The Wheel of Time seems daunting in the same style that Frank Herbert’s Dune is daunting. The difference being I already decided in my mind when I read Dune that I would go no further than the first book. You don’t have that option with The Wheel of Time. Like Dune, the writing style is long-winded but Jordan, like Herbert and Tolkien, cares about his words being mot juste.

However, this makes for a slow read. A fantasy novel, usually a long read by itself, will take me about two weeks to read. The first Wheel of Time novel has taken me a month to get through. It’s a slog, which usually has a negative connotation, but somehow it’s a good slog? A lot of backstory and history is given in this first book which usually would be perfect for a reader like me, who loves exposition, but by the end of the novel, it was hard to stay focused.

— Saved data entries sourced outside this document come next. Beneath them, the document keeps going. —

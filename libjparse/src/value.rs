//! Parsed value representation.

use indexmap::IndexMap;
use serde::ser::{Serialize, SerializeMap, SerializeSeq, Serializer};
use std::fmt;

/// An ordered object: keys keep the order they were written in.
pub type Map = IndexMap<String, Value>;

/// A fully resolved value from the configuration grammar.
#[derive(Clone, PartialEq)]
pub enum Value {
    /// `null` or `None`.
    Null,
    /// `true`/`True` or `false`/`False`.
    Bool(bool),
    /// Integer literal without fraction or exponent.
    Int(i64),
    /// Floating-point literal.
    Float(f64),
    /// String with escapes already decoded.
    String(String),
    /// Array of values.
    Array(Vec<Value>),
    /// Object with unique keys in insertion order.
    Object(Map),
}

impl Value {
    /// Returns `true` if this value is null.
    pub fn is_null(&self) -> bool {
        matches!(self, Value::Null)
    }

    /// Returns the boolean value if this is a `Bool`.
    pub fn as_bool(&self) -> Option<bool> {
        match self {
            Value::Bool(b) => Some(*b),
            _ => None,
        }
    }

    /// Returns the integer if this is an `Int`.
    pub fn as_int(&self) -> Option<i64> {
        match self {
            Value::Int(n) => Some(*n),
            _ => None,
        }
    }

    /// Returns the float value if this is a `Float`.
    pub fn as_float(&self) -> Option<f64> {
        match self {
            Value::Float(f) => Some(*f),
            _ => None,
        }
    }

    /// Returns a reference to the string if this is a `String`.
    pub fn as_str(&self) -> Option<&str> {
        match self {
            Value::String(s) => Some(s),
            _ => None,
        }
    }

    /// Returns a reference to the array if this is an `Array`.
    pub fn as_array(&self) -> Option<&Vec<Value>> {
        match self {
            Value::Array(arr) => Some(arr),
            _ => None,
        }
    }

    /// Returns a reference to the object if this is an `Object`.
    pub fn as_object(&self) -> Option<&Map> {
        match self {
            Value::Object(obj) => Some(obj),
            _ => None,
        }
    }

    /// Looks up a key if this is an `Object`.
    pub fn get(&self, key: &str) -> Option<&Value> {
        self.as_object().and_then(|obj| obj.get(key))
    }

    /// Returns a description of why this value cannot be represented in
    /// strict JSON, or `None` if it can be.
    pub fn json_incompatibility(&self) -> Option<&'static str> {
        match self {
            Value::Float(f) if !f.is_finite() => Some("non-finite floats"),
            Value::Array(arr) => arr.iter().find_map(Value::json_incompatibility),
            Value::Object(obj) => obj.values().find_map(Value::json_incompatibility),
            _ => None,
        }
    }
}

impl fmt::Debug for Value {
    fn fmt(&self, f: &mut fmt::Formatter<'_>) -> fmt::Result {
        match self {
            Value::Null => write!(f, "null"),
            Value::Bool(b) => write!(f, "{}", b),
            Value::Int(n) => write!(f, "{}", n),
            Value::Float(n) => write!(f, "{:?}", n),
            Value::String(s) => write!(f, "{:?}", s),
            Value::Array(arr) => f.debug_list().entries(arr).finish(),
            Value::Object(obj) => f.debug_map().entries(obj).finish(),
        }
    }
}

impl Serialize for Value {
    fn serialize<S: Serializer>(&self, serializer: S) -> Result<S::Ok, S::Error> {
        match self {
            Value::Null => serializer.serialize_unit(),
            Value::Bool(b) => serializer.serialize_bool(*b),
            Value::Int(n) => serializer.serialize_i64(*n),
            Value::Float(f) => serializer.serialize_f64(*f),
            Value::String(s) => serializer.serialize_str(s),
            Value::Array(arr) => {
                let mut seq = serializer.serialize_seq(Some(arr.len()))?;
                for item in arr {
                    seq.serialize_element(item)?;
                }
                seq.end()
            }
            Value::Object(obj) => {
                let mut map = serializer.serialize_map(Some(obj.len()))?;
                for (k, v) in obj {
                    map.serialize_entry(k, v)?;
                }
                map.end()
            }
        }
    }
}

impl From<bool> for Value {
    fn from(b: bool) -> Self {
        Value::Bool(b)
    }
}

impl From<i64> for Value {
    fn from(n: i64) -> Self {
        Value::Int(n)
    }
}

impl From<f64> for Value {
    fn from(f: f64) -> Self {
        Value::Float(f)
    }
}

impl From<String> for Value {
    fn from(s: String) -> Self {
        Value::String(s)
    }
}

impl From<&str> for Value {
    fn from(s: &str) -> Self {
        Value::String(s.to_string())
    }
}

impl From<Vec<Value>> for Value {
    fn from(arr: Vec<Value>) -> Self {
        Value::Array(arr)
    }
}

impl From<Map> for Value {
    fn from(obj: Map) -> Self {
        Value::Object(obj)
    }
}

It’s funny, for such well-known fantasy series it is surprising how little I knew about it. Even A Song of Ice and Fire was spoiled for me (The Red Wedding) before I ever finished the second book. With The Wheel of Time, however, I’ve never heard of a single character or setting. Not Rand Al’Thor, Mat Cauthon, or Perrin Ayabard nor Tar Valon, Emond’s Field, or Caemlyn.

When I say the series may be too daunting for me this isn’t a criticism of the books nor does it mean that I won’t continue reading. What I mean is that it’s going to take me a long time to read and truly appreciate the series. As a child, doctors told my mother that I had attention deficit disorder. In school, I could not sit still. At parties, I would run into walls. To fight this, my parents removed all artificial flavors and coloring from my diet rather than putting me on a prescription drug like Ritalin. Now, I struggle to fight distractions when writing and have difficulty staying focused if I read a two books of a series in a row.

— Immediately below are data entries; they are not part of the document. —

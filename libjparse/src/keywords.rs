//! Reserved word sets and the key-collision counter.

use std::collections::BTreeSet;
use std::sync::atomic::{AtomicU64, Ordering};

/// Words that cannot be used as-is for object keys, because the parsed tree
/// is later accessed with attribute-style lookup in a language that reserves
/// them.
pub const RESERVED_KEYS: &[&str] = &[
    "False", "None", "True", "and", "as", "assert", "async", "await", "break", "class",
    "continue", "def", "del", "elif", "else", "except", "finally", "for", "from", "global", "if",
    "import", "in", "is", "lambda", "nonlocal", "not", "or", "pass", "raise", "return", "try",
    "while", "with", "yield",
];

/// An immutable set of reserved words.
#[derive(Clone, Debug, Default, PartialEq, Eq)]
pub struct KeywordSet {
    words: BTreeSet<String>,
}

impl KeywordSet {
    pub fn new<I, S>(words: I) -> Self
    where
        I: IntoIterator<Item = S>,
        S: Into<String>,
    {
        Self {
            words: words.into_iter().map(Into::into).collect(),
        }
    }

    pub fn contains(&self, word: &str) -> bool {
        self.words.contains(word)
    }

    pub fn len(&self) -> usize {
        self.words.len()
    }

    pub fn is_empty(&self) -> bool {
        self.words.is_empty()
    }
}

/// Source of the suffixes appended to reserved object keys.
///
/// This is the only non-deterministic input to an otherwise pure parse.
/// Values must increase monotonically; they need not be contiguous.
pub trait KeyCounter: Send + Sync {
    fn next(&self) -> u64;
}

/// A thread-safe monotonically increasing counter.
#[derive(Debug)]
pub struct AtomicCounter(AtomicU64);

impl AtomicCounter {
    /// A counter whose first value is `start`.
    pub const fn starting_at(start: u64) -> Self {
        Self(AtomicU64::new(start))
    }
}

impl Default for AtomicCounter {
    fn default() -> Self {
        Self::starting_at(1)
    }
}

impl KeyCounter for AtomicCounter {
    fn next(&self) -> u64 {
        self.0.fetch_add(1, Ordering::Relaxed)
    }
}

static GLOBAL_COUNTER: AtomicCounter = AtomicCounter::starting_at(1);

/// The process-wide counter shared by every parse that does not inject its own.
pub fn global_counter() -> &'static AtomicCounter {
    &GLOBAL_COUNTER
}

#[cfg(test)]
mod tests {
    use super::*;
    use std::sync::Arc;
    use std::thread;

    #[test]
    fn test_keyword_set() {
        let set = KeywordSet::new(RESERVED_KEYS.iter().copied());
        assert_eq!(set.len(), RESERVED_KEYS.len());
        assert!(set.contains("class"));
        assert!(set.contains("None"));
        assert!(!set.contains("none"));
        assert!(!set.contains("host"));
    }

    #[test]
    fn test_counter_is_monotonic() {
        let counter = AtomicCounter::starting_at(10);
        assert_eq!(counter.next(), 10);
        assert_eq!(counter.next(), 11);
    }

    #[test]
    fn test_global_counter_never_repeats() {
        let a = global_counter().next();
        let b = global_counter().next();
        assert!(b > a);
    }

    #[test]
    fn test_counter_across_threads() {
        let counter = Arc::new(AtomicCounter::default());
        let handles: Vec<_> = (0..4)
            .map(|_| {
                let c = Arc::clone(&counter);
                thread::spawn(move || (0..100).map(|_| c.next()).collect::<Vec<_>>())
            })
            .collect();
        let mut all: Vec<u64> = handles
            .into_iter()
            .flat_map(|h| h.join().unwrap())
            .collect();
        all.sort_unstable();
        all.dedup();
        assert_eq!(all.len(), 400);
    }
}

I could read each book in the series one after another, but not only would it take longer than if I read other books in between but the series would become a burden rather than what I would do for enjoyment. I look forward to reading the next book in the series, The Great Hunt, after I’ve read two or three other books in between. Now if you’ll excuse me, I’m going to read The Lord of the Rings for the twelfth time in ten years.